Aim of the task
The records should be restated exactly from their first line through the line with "pub enum Constraint" in it.

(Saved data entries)
*** Block opens ***

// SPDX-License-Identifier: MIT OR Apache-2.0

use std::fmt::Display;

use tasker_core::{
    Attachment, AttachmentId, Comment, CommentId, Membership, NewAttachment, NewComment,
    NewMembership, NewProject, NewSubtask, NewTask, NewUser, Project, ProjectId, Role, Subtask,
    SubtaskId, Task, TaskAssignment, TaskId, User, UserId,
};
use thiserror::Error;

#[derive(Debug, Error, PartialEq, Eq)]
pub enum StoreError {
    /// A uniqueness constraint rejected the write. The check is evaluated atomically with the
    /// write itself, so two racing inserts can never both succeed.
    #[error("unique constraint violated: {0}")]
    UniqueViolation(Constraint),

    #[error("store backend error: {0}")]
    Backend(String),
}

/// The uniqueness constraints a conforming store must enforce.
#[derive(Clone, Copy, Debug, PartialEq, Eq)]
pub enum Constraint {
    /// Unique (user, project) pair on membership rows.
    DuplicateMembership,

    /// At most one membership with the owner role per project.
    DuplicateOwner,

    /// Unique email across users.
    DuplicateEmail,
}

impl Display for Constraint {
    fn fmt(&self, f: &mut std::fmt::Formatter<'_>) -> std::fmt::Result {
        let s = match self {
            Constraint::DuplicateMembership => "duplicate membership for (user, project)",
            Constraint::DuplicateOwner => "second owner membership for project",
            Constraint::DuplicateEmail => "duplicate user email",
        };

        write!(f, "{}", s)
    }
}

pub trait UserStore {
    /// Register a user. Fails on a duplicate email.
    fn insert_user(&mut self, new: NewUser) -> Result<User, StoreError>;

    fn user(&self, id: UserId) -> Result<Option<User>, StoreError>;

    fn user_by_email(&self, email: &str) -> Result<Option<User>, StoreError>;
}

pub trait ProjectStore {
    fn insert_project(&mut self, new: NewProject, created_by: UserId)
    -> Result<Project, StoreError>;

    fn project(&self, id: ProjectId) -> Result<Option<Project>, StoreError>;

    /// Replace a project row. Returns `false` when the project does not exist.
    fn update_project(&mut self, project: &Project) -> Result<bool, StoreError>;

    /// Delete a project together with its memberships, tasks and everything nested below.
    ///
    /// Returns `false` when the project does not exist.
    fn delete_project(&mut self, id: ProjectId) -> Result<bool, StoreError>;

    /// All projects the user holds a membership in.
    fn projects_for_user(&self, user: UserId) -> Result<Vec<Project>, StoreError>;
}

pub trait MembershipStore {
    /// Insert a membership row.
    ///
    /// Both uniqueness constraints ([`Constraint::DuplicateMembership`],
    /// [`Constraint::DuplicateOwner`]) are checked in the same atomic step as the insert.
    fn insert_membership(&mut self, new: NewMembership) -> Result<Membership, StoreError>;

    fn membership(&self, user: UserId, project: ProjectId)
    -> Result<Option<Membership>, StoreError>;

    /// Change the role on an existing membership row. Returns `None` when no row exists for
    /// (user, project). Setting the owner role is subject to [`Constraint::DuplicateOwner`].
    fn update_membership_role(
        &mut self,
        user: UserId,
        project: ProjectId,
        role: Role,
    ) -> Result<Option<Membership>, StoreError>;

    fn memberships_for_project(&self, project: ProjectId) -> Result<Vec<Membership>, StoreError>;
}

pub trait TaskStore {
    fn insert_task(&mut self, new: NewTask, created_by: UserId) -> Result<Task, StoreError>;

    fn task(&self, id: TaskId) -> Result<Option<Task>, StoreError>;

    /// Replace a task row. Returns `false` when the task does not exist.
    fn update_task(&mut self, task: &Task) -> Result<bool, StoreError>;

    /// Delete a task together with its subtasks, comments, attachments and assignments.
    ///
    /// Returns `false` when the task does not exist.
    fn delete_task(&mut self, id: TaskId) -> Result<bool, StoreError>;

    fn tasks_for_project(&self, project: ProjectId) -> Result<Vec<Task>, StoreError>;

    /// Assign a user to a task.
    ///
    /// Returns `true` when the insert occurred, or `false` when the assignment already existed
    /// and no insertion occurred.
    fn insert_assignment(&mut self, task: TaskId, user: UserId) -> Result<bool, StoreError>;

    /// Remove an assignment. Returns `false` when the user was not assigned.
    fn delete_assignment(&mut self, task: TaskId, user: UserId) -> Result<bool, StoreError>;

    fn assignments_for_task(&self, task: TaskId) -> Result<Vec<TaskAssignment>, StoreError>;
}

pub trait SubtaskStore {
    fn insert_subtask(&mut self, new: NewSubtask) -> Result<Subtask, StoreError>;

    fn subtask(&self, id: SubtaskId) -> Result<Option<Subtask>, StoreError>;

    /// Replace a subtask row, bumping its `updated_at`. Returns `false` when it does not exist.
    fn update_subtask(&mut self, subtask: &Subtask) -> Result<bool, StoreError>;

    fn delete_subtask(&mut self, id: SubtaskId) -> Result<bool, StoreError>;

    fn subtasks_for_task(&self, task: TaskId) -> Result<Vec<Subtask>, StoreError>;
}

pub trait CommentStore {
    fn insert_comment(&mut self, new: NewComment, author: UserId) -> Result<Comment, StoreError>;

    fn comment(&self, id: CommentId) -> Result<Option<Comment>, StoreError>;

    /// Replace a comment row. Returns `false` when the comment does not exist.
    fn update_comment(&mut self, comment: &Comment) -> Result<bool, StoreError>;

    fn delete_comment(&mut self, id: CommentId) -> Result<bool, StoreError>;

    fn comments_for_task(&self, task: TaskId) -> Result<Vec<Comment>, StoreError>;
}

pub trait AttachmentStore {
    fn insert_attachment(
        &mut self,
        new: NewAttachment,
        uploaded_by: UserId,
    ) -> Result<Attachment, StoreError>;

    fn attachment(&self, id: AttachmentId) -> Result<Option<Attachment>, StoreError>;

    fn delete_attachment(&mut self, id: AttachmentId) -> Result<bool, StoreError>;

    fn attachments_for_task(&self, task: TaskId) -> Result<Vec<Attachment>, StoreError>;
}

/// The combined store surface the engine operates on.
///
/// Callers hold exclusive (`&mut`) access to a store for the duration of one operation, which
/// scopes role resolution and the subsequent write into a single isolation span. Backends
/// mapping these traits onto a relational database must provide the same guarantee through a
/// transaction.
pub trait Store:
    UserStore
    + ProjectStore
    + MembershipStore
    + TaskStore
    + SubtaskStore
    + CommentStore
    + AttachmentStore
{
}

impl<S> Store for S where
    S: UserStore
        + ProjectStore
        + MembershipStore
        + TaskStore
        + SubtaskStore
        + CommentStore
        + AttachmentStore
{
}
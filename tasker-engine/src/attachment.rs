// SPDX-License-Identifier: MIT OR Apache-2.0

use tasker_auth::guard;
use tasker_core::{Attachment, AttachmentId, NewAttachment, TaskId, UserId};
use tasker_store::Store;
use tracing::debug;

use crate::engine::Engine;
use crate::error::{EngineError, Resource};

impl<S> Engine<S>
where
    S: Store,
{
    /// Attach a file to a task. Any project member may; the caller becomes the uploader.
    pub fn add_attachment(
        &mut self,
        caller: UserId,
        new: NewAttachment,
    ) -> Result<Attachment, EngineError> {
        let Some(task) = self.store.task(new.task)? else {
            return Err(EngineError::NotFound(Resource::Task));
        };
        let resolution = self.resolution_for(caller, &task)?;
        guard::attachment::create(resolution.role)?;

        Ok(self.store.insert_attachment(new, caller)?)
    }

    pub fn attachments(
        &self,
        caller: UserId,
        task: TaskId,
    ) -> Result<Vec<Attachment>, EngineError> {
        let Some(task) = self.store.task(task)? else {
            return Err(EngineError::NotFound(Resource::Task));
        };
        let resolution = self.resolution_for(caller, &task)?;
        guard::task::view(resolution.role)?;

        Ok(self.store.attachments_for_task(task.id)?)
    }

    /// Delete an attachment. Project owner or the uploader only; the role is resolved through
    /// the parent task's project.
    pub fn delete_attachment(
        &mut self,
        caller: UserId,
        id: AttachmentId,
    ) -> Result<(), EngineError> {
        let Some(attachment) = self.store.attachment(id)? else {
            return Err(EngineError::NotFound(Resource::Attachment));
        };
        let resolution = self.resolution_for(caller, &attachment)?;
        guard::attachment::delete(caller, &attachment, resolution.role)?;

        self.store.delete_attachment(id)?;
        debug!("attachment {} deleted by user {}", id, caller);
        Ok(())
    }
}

*** Block closes ***

Reply to the task
// SPDX-License-Identifier: MIT OR Apache-2.0

use std::fmt::Display;

use tasker_core::{
    Attachment, AttachmentId, Comment, CommentId, Membership, NewAttachment, NewComment,
    NewMembership, NewProject, NewSubtask, NewTask, NewUser, Project, ProjectId, Role, Subtask,
    SubtaskId, Task, TaskAssignment, TaskId, User, UserId,
};
use thiserror::Error;

#[derive(Debug, Error, PartialEq, Eq)]
pub enum StoreError {
    /// A uniqueness constraint rejected the write. The check is evaluated atomically with the
    /// write itself, so two racing inserts can never both succeed.
    #[error("unique constraint violated: {0}")]
    UniqueViolation(Constraint),

    #[error("store backend error: {0}")]
    Backend(String),
}

/// The uniqueness constraints a conforming store must enforce.
#[derive(Clone, Copy, Debug, PartialEq, Eq)]
pub enum Constraint {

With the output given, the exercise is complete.